▶ Work task: Show all lines from the material that carry the word "commands".

▶ Entries shown:
//! Deterministic trace replay.
//!
//! Replays a JSONL interaction trace through a real focus engine and
//! prints every emitted event as a JSON line. Because the engine takes
//! all timestamps from the trace, a replay is bit-for-bit reproducible;
//! the tool exists to debug focus decisions offline from recorded
//! sessions.
//!
//! # Trace format
//!
//! One record per line, tagged by `kind`:
//!
//! ```text
//! {"kind":"displays","displays":[{"id":1,"x":0,"y":0,"width":1920,"height":1080}, …]}
//! {"kind":"signal","signal_type":"click","x":2100.0,"y":400.0,"timestamp_ms":1000}
//! {"kind":"command","action":"manual_select","screen_id":2,"timestamp_ms":1500}
//! ```
//!
//! The first record must declare the displays; later `displays` records
//! replace the topology atomically.

use std::io::{BufRead, Write};
use std::sync::Arc;

use anyhow::{Context, Result};
use parking_lot::Mutex;
use serde::{Deserialize, Serialize};
use tracing::warn;

use crate::display::{DisplayBounds, DisplayMap, SharedDisplayMap};
use crate::engine::{
    EngineConfig, FocusChangeEvent, FocusEngine, FocusMetrics, FocusSink, FocusStateSnapshot,
};
use crate::session::SessionEvent;
use crate::signal::{IntentSignal, OperatorCommand};

/// One line of a replay trace
#[derive(Debug, Clone, Serialize, Deserialize)]
#[serde(tag = "kind", rename_all = "snake_case")]
pub enum TraceRecord {
    /// Declare or replace the display topology
    Displays {
        /// Display rectangles in the unified space
        displays: Vec<DisplayBounds>,
    },

    /// An intent signal
    Signal {
        /// The signal, inlined into the record
        #[serde(flatten)]
        signal: IntentSignal,
    },

    /// An operator command
    Command {
        /// The command, inlined into the record
        #[serde(flatten)]
        command: OperatorCommand,
    },
}

/// Outcome of a replay run
#[derive(Debug, Serialize)]
pub struct ReplaySummary {
    /// Signals fed to the engine
    pub signals: usize,
    /// Operator commands applied
    pub commands: usize,
    /// Topology declarations seen
    pub topology_updates: usize,
    /// Final engine counters
    pub metrics: FocusMetrics,
}

/// Sink that streams events as JSON lines
struct JsonLineSink<W: Write + Send> {
    out: Arc<Mutex<W>>,
}

impl<W: Write + Send> JsonLineSink<W> {
    fn emit(&self, event: &SessionEvent) {
        let mut out = self.out.lock();
        if let Ok(json) = serde_json::to_string(event) {
            if writeln!(out, "{}", json).is_err() {
                warn!("replay output write failed");
            }
        }
    }
}

impl<W: Write + Send> FocusSink for JsonLineSink<W> {
    fn on_focus_change(&self, event: &FocusChangeEvent) {
        self.emit(&SessionEvent::FocusChange(event.clone()));
    }

    fn on_focus_state(&self, state: &FocusStateSnapshot) {
        self.emit(&SessionEvent::FocusState(state.clone()));
    }
}

/// Replay a trace through a fresh engine, streaming events to `writer`.
///
/// # Errors
///
/// Fails on unreadable input, malformed records, a signal or command
/// before the first `displays` record, or an invalid topology.
pub fn run<R, W>(engine_config: EngineConfig, reader: R, writer: W) -> Result<ReplaySummary>
where
    R: BufRead,
    W: Write + Send + 'static,
{
    let out = Arc::new(Mutex::new(writer));
    let mut engine: Option<FocusEngine> = None;

    let mut signals = 0usize;
    let mut commands = 0usize;
    let mut topology_updates = 0usize;

    for (index, line) in reader.lines().enumerate() {
        let line = line.with_context(|| format!("failed to read trace line {}", index + 1))?;
        if line.trim().is_empty() {
            continue;
        }

        let record: TraceRecord = serde_json::from_str(&line)
            .with_context(|| format!("malformed trace record on line {}", index + 1))?;

        match record {
            TraceRecord::Displays { displays } => {
                let map = DisplayMap::new(displays)
                    .with_context(|| format!("invalid display topology on line {}", index + 1))?;
                topology_updates += 1;

                match engine.as_mut() {
                    Some(engine) => engine
                        .update_displays(map)
                        .with_context(|| format!("topology rejected on line {}", index + 1))?,
                    None => {
                        let sink = JsonLineSink { out: out.clone() };
                        engine = Some(
                            FocusEngine::new(
                                "replay",
                                engine_config.clone(),
                                SharedDisplayMap::new(map),
                                Box::new(sink),
                            )
                            .context("engine construction failed")?,
                        );
                    }
                }
            }

            TraceRecord::Signal { signal } => {
                let engine = engine
                    .as_mut()
                    .context("trace must declare displays before signals")?;
                engine.process_signal(&signal);
                signals += 1;
            }

            TraceRecord::Command { command } => {
                let engine = engine
                    .as_mut()
                    .context("trace must declare displays before commands")?;
                engine.handle_operator_command(&command);
                commands += 1;
            }
        }
    }

    let metrics = engine.map(|e| e.metrics()).unwrap_or_default();
    out.lock().flush().ok();

    Ok(ReplaySummary {
        signals,
        commands,
        topology_updates,
        metrics,
    })
}
//! Signal and operator-command type definitions.

use serde::{Deserialize, Serialize};

use crate::display::ScreenId;

/// Kind of presenter interaction, ordered by conflict priority.
///
/// The enumeration is closed: adding a kind forces every match site to be
/// revisited, which keeps the confidence and dwell tables in sync.
#[derive(Debug, Clone, Copy, PartialEq, Eq, Hash, Serialize, Deserialize)]
#[serde(rename_all = "snake_case")]
pub enum SignalType {
    /// Operator selected a screen explicitly
    Manual,
    /// Single mouse click
    Click,
    /// Drag started
    DragStart,
    /// Double click
    DoubleClick,
    /// Drag finished
    DragEnd,
    /// OS reported a window-focus change
    WindowFocus,
    /// Keyboard typing
    Typing,
    /// Scroll wheel or trackpad scroll
    Scroll,
    /// Multi-touch or trackpad gesture
    Gesture,
    /// Pointer lingering inside the hover radius
    Hover,
    /// Pointer displacement above the movement threshold
    PointerMove,
}

impl SignalType {
    /// All signal kinds in priority order
    pub const ALL: [SignalType; 11] = [
        SignalType::Manual,
        SignalType::Click,
        SignalType::DragStart,
        SignalType::DoubleClick,
        SignalType::DragEnd,
        SignalType::WindowFocus,
        SignalType::Typing,
        SignalType::Scroll,
        SignalType::Gesture,
        SignalType::Hover,
        SignalType::PointerMove,
    ];

    /// Conflict-resolution priority. Lower wins.
    pub fn priority(self) -> u8 {
        match self {
            SignalType::Manual => 0,
            SignalType::Click => 1,
            SignalType::DragStart => 2,
            SignalType::DoubleClick => 3,
            SignalType::DragEnd => 4,
            SignalType::WindowFocus => 5,
            SignalType::Typing => 6,
            SignalType::Scroll => 7,
            SignalType::Gesture => 8,
            SignalType::Hover => 9,
            SignalType::PointerMove => 10,
        }
    }

    /// Base confidence before modifiers are applied.
    pub fn base_confidence(self) -> f64 {
        match self {
            SignalType::Manual => 1.00,
            SignalType::Click | SignalType::DragStart | SignalType::DoubleClick => 0.95,
            SignalType::WindowFocus | SignalType::Typing => 0.90,
            SignalType::Scroll | SignalType::Gesture | SignalType::DragEnd => 0.85,
            SignalType::Hover => 0.70,
            SignalType::PointerMove => 0.40,
        }
    }

    /// Whether this kind counts as presenter activity.
    ///
    /// Everything except pure pointer traffic; hover and movement cannot
    /// keep a session out of idle on their own.
    pub fn is_activity(self) -> bool {
        !matches!(self, SignalType::PointerMove | SignalType::Hover)
    }

    /// Dense index for per-type counters
    pub(crate) fn index(self) -> usize {
        self.priority() as usize
    }
}

/// Immutable interaction signal flowing into the focus engine.
///
/// Timestamps are monotonic milliseconds supplied by the producer; the
/// engine never reads a clock of its own.
#[derive(Debug, Clone, Copy, PartialEq, Serialize, Deserialize)]
pub struct IntentSignal {
    /// Kind of interaction
    pub signal_type: SignalType,

    /// Pre-attributed display, set only when authoritative
    #[serde(default, skip_serializing_if = "Option::is_none")]
    pub screen_id: Option<ScreenId>,

    /// X coordinate in the unified space
    pub x: f64,
    /// Y coordinate in the unified space
    pub y: f64,

    /// Monotonic timestamp in milliseconds
    pub timestamp_ms: u64,

    /// Pointer speed in px/s; meaningful only for `PointerMove`
    #[serde(default, skip_serializing_if = "Option::is_none")]
    pub speed_px_per_s: Option<f64>,

    /// Display of the focused window, when the OS reports it
    #[serde(default, skip_serializing_if = "Option::is_none")]
    pub window_display_id: Option<ScreenId>,
}

impl IntentSignal {
    /// Create a bare signal at a position and time
    pub fn new(signal_type: SignalType, x: f64, y: f64, timestamp_ms: u64) -> Self {
        Self {
            signal_type,
            screen_id: None,
            x,
            y,
            timestamp_ms,
            speed_px_per_s: None,
            window_display_id: None,
        }
    }

    /// Attach an authoritative screen id
    pub fn with_screen(mut self, id: ScreenId) -> Self {
        self.screen_id = Some(id);
        self
    }

    /// Attach a pointer speed
    pub fn with_speed(mut self, speed_px_per_s: f64) -> Self {
        self.speed_px_per_s = Some(speed_px_per_s);
        self
    }

    /// Attach the focused window's display
    pub fn with_window_display(mut self, id: ScreenId) -> Self {
        self.window_display_id = Some(id);
        self
    }
}

/// Operator action on the focus engine.
#[derive(Debug, Clone, Copy, PartialEq, Eq, Serialize, Deserialize)]
#[serde(rename_all = "snake_case")]
pub enum CommandAction {
    /// Flip automatic focus switching on/off
    ToggleAutoFocus,
    /// Flip the freeze state
    ToggleFreeze,
    /// Pin the active screen manually
    ManualSelect,
    /// Drop the manual pin
    ClearManual,
}

/// Explicit operator command, bypassing the intent stream.
#[derive(Debug, Clone, Copy, PartialEq, Eq, Serialize, Deserialize)]
pub struct OperatorCommand {
    /// Requested action
    pub action: CommandAction,

    /// Target screen; required only for `ManualSelect`
    #[serde(default, skip_serializing_if = "Option::is_none")]
    pub screen_id: Option<ScreenId>,

    /// Command timestamp in milliseconds
    pub timestamp_ms: u64,
}

impl OperatorCommand {
    /// Toggle automatic focus switching
    pub fn toggle_auto_focus(timestamp_ms: u64) -> Self {
        Self {
            action: CommandAction::ToggleAutoFocus,
            screen_id: None,
            timestamp_ms,
        }
    }

    /// Toggle the freeze state
    pub fn toggle_freeze(timestamp_ms: u64) -> Self {
        Self {
            action: CommandAction::ToggleFreeze,
            screen_id: None,
            timestamp_ms,
        }
    }

    /// Pin a screen manually
    pub fn manual_select(screen_id: ScreenId, timestamp_ms: u64) -> Self {
        Self {
            action: CommandAction::ManualSelect,
            screen_id: Some(screen_id),
            timestamp_ms,
        }
    }

    /// Clear the manual pin
    pub fn clear_manual(timestamp_ms: u64) -> Self {
        Self {
            action: CommandAction::ClearManual,
            screen_id: None,
            timestamp_ms,
        }
    }
}
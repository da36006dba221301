//! Build script for lamco-focus
//!
//! Sets compile-time environment variables for build identification.

use std::process::Command;

fn main() {
    // Set build date
    let date_output = Command::new("date")
        .args(["+%Y-%m-%d"])
        .output()
        .map(|o| String::from_utf8_lossy(&o.stdout).trim().to_string())
        .unwrap_or_else(|_| "unknown".to_string());
    println!("cargo:rustc-env=BUILD_DATE={}", date_output);

    // Set git commit hash
    let git_hash = Command::new("git")
        .args(["rev-parse", "--short", "HEAD"])
        .output()
        .map(|o| String::from_utf8_lossy(&o.stdout).trim().to_string())
        .unwrap_or_else(|_| "unknown".to_string());
    println!("cargo:rustc-env=GIT_HASH={}", git_hash);

    // Re-run if git HEAD changes
    println!("cargo:rerun-if-changed=.git/HEAD");
}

▶ Exercise result:
    /// Operator commands applied
    pub commands: usize,
    let mut commands = 0usize;
                    .context("trace must declare displays before commands")?;
                commands += 1;
        commands,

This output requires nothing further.